[Stored items from a collection]

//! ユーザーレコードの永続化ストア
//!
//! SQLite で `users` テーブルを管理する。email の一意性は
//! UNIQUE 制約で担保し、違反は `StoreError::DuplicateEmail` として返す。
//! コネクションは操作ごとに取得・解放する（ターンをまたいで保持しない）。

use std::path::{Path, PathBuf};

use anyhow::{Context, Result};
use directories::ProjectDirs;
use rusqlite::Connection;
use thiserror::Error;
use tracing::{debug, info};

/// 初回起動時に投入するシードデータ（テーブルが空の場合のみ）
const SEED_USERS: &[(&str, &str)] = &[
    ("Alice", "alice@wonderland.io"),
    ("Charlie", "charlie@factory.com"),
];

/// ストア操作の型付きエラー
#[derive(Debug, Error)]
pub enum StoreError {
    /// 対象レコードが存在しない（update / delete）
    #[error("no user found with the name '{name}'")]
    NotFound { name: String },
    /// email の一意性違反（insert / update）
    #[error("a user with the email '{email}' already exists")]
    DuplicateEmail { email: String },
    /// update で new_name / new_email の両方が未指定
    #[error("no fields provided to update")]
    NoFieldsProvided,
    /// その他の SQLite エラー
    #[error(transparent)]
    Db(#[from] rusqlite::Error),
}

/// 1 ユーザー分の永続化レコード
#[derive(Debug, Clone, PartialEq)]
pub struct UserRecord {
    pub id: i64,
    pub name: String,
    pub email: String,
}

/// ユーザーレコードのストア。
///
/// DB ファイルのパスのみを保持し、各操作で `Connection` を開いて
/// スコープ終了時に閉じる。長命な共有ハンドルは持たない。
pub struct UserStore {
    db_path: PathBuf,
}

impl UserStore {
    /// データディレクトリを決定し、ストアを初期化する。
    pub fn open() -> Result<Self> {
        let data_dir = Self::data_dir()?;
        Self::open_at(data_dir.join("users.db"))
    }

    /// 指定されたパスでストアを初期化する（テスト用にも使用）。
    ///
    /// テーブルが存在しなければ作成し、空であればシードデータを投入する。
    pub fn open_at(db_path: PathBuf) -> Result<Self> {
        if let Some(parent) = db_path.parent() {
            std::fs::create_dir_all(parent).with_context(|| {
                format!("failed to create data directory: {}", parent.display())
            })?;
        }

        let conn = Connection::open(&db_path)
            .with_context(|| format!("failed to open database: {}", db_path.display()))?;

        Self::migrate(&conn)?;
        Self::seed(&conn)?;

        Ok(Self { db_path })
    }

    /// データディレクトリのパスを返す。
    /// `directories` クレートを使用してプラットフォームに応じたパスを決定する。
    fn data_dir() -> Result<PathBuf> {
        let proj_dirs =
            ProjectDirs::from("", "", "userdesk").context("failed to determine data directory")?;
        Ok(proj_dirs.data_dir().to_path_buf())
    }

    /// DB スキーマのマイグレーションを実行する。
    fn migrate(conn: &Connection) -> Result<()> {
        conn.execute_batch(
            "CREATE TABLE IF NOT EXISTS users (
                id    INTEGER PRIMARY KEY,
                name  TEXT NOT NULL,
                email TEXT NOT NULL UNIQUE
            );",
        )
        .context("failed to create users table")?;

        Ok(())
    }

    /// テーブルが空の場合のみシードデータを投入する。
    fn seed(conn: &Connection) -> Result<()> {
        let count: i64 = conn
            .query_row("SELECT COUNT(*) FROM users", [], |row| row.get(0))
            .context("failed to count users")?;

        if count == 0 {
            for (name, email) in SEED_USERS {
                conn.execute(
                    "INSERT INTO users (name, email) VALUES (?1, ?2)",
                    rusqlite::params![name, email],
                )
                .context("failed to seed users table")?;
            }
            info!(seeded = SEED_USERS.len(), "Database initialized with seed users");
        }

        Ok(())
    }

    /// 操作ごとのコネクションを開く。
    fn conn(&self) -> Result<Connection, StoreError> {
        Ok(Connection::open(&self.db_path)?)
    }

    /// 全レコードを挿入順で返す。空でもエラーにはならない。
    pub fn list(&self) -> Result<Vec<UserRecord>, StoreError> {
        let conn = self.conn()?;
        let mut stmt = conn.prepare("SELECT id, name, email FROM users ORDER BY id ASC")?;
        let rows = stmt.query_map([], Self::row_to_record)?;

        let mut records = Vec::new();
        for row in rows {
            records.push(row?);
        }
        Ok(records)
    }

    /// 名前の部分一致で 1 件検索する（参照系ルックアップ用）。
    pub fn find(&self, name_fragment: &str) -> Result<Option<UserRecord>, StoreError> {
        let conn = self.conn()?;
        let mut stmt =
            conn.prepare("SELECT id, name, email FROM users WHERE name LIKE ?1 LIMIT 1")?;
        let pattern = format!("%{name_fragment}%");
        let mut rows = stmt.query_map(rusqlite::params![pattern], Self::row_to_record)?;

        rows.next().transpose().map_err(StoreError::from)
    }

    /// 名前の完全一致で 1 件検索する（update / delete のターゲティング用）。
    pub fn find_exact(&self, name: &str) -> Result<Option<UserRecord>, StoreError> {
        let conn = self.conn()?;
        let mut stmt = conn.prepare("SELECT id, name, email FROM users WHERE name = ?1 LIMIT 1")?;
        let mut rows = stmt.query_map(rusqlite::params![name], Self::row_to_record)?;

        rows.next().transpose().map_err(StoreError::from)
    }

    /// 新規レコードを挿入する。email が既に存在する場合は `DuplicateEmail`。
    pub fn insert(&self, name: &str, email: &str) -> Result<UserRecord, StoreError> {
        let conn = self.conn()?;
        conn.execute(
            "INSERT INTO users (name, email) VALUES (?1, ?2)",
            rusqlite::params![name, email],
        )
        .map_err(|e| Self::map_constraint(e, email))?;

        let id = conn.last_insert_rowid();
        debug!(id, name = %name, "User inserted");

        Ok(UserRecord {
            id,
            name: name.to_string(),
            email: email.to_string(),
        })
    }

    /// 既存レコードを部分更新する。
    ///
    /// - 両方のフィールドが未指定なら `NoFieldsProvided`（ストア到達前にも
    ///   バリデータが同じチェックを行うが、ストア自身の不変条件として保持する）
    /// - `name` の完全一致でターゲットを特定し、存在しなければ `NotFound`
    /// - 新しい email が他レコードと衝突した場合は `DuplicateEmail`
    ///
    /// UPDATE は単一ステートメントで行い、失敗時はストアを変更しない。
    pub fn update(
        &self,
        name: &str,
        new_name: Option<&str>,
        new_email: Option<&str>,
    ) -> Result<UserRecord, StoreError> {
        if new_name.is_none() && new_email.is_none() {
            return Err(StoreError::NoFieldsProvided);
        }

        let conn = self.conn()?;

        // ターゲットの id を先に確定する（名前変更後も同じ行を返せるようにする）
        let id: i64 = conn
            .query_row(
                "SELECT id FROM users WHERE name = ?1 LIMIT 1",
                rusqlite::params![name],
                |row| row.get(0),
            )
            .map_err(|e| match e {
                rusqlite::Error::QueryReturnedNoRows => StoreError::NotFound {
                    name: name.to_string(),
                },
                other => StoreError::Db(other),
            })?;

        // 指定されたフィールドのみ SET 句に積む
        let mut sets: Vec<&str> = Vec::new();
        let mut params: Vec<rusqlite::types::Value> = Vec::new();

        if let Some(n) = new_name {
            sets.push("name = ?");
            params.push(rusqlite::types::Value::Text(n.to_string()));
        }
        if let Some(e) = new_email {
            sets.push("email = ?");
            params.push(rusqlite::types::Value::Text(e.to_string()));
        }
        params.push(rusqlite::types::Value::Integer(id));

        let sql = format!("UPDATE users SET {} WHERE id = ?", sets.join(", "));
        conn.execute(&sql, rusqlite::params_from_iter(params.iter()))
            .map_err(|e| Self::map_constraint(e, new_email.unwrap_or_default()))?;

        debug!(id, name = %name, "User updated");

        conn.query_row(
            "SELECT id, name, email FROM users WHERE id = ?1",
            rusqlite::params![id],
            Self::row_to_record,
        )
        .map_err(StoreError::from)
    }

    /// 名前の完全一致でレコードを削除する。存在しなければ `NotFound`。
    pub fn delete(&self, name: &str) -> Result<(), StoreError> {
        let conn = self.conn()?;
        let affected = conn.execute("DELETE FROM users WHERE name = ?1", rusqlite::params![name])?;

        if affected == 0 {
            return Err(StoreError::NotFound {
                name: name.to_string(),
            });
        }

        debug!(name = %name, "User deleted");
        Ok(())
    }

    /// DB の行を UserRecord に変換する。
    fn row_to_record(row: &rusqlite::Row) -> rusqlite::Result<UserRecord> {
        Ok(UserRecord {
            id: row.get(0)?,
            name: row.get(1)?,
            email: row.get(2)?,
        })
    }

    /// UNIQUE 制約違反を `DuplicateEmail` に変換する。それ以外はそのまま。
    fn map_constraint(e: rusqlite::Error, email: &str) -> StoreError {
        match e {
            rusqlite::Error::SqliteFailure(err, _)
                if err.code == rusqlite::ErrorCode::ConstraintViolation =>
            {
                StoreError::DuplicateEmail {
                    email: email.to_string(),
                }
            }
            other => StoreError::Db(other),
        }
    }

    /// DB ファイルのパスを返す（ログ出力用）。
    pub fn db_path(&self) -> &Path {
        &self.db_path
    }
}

==

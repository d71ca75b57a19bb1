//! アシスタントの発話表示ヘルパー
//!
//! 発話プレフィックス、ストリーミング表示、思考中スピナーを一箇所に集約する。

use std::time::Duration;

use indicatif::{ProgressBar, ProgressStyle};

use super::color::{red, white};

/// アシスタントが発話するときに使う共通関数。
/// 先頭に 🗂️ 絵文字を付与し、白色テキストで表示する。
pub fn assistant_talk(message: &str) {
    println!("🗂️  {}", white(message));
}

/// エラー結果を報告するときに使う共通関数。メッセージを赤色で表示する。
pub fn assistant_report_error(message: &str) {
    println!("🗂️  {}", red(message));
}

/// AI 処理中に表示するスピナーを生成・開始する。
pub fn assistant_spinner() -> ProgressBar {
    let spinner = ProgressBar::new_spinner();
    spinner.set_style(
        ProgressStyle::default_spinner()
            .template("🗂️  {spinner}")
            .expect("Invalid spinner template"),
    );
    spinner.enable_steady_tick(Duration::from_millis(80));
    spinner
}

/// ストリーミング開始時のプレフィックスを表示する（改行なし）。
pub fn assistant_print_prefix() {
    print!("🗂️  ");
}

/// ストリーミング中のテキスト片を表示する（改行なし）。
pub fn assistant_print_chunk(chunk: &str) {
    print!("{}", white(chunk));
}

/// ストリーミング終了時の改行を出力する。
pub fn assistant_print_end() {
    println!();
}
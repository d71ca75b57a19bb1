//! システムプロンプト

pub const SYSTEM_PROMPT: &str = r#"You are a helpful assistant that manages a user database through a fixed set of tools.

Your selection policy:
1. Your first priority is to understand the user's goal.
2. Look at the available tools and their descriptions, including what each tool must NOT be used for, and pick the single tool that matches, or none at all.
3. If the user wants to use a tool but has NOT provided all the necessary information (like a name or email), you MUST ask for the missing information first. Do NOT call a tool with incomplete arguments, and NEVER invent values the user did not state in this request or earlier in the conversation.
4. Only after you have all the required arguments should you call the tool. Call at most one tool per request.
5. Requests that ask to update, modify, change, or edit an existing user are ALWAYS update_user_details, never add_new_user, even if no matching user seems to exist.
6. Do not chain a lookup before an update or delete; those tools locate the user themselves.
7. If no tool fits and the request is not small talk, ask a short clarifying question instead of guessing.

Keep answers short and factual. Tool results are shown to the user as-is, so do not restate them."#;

What to work on: Search the lines above for the string "message" and copy each line that has it.

Task answer:
pub fn assistant_talk(message: &str) {
    println!("🗂️  {}", white(message));
pub fn assistant_report_error(message: &str) {
    println!("🗂️  {}", red(message));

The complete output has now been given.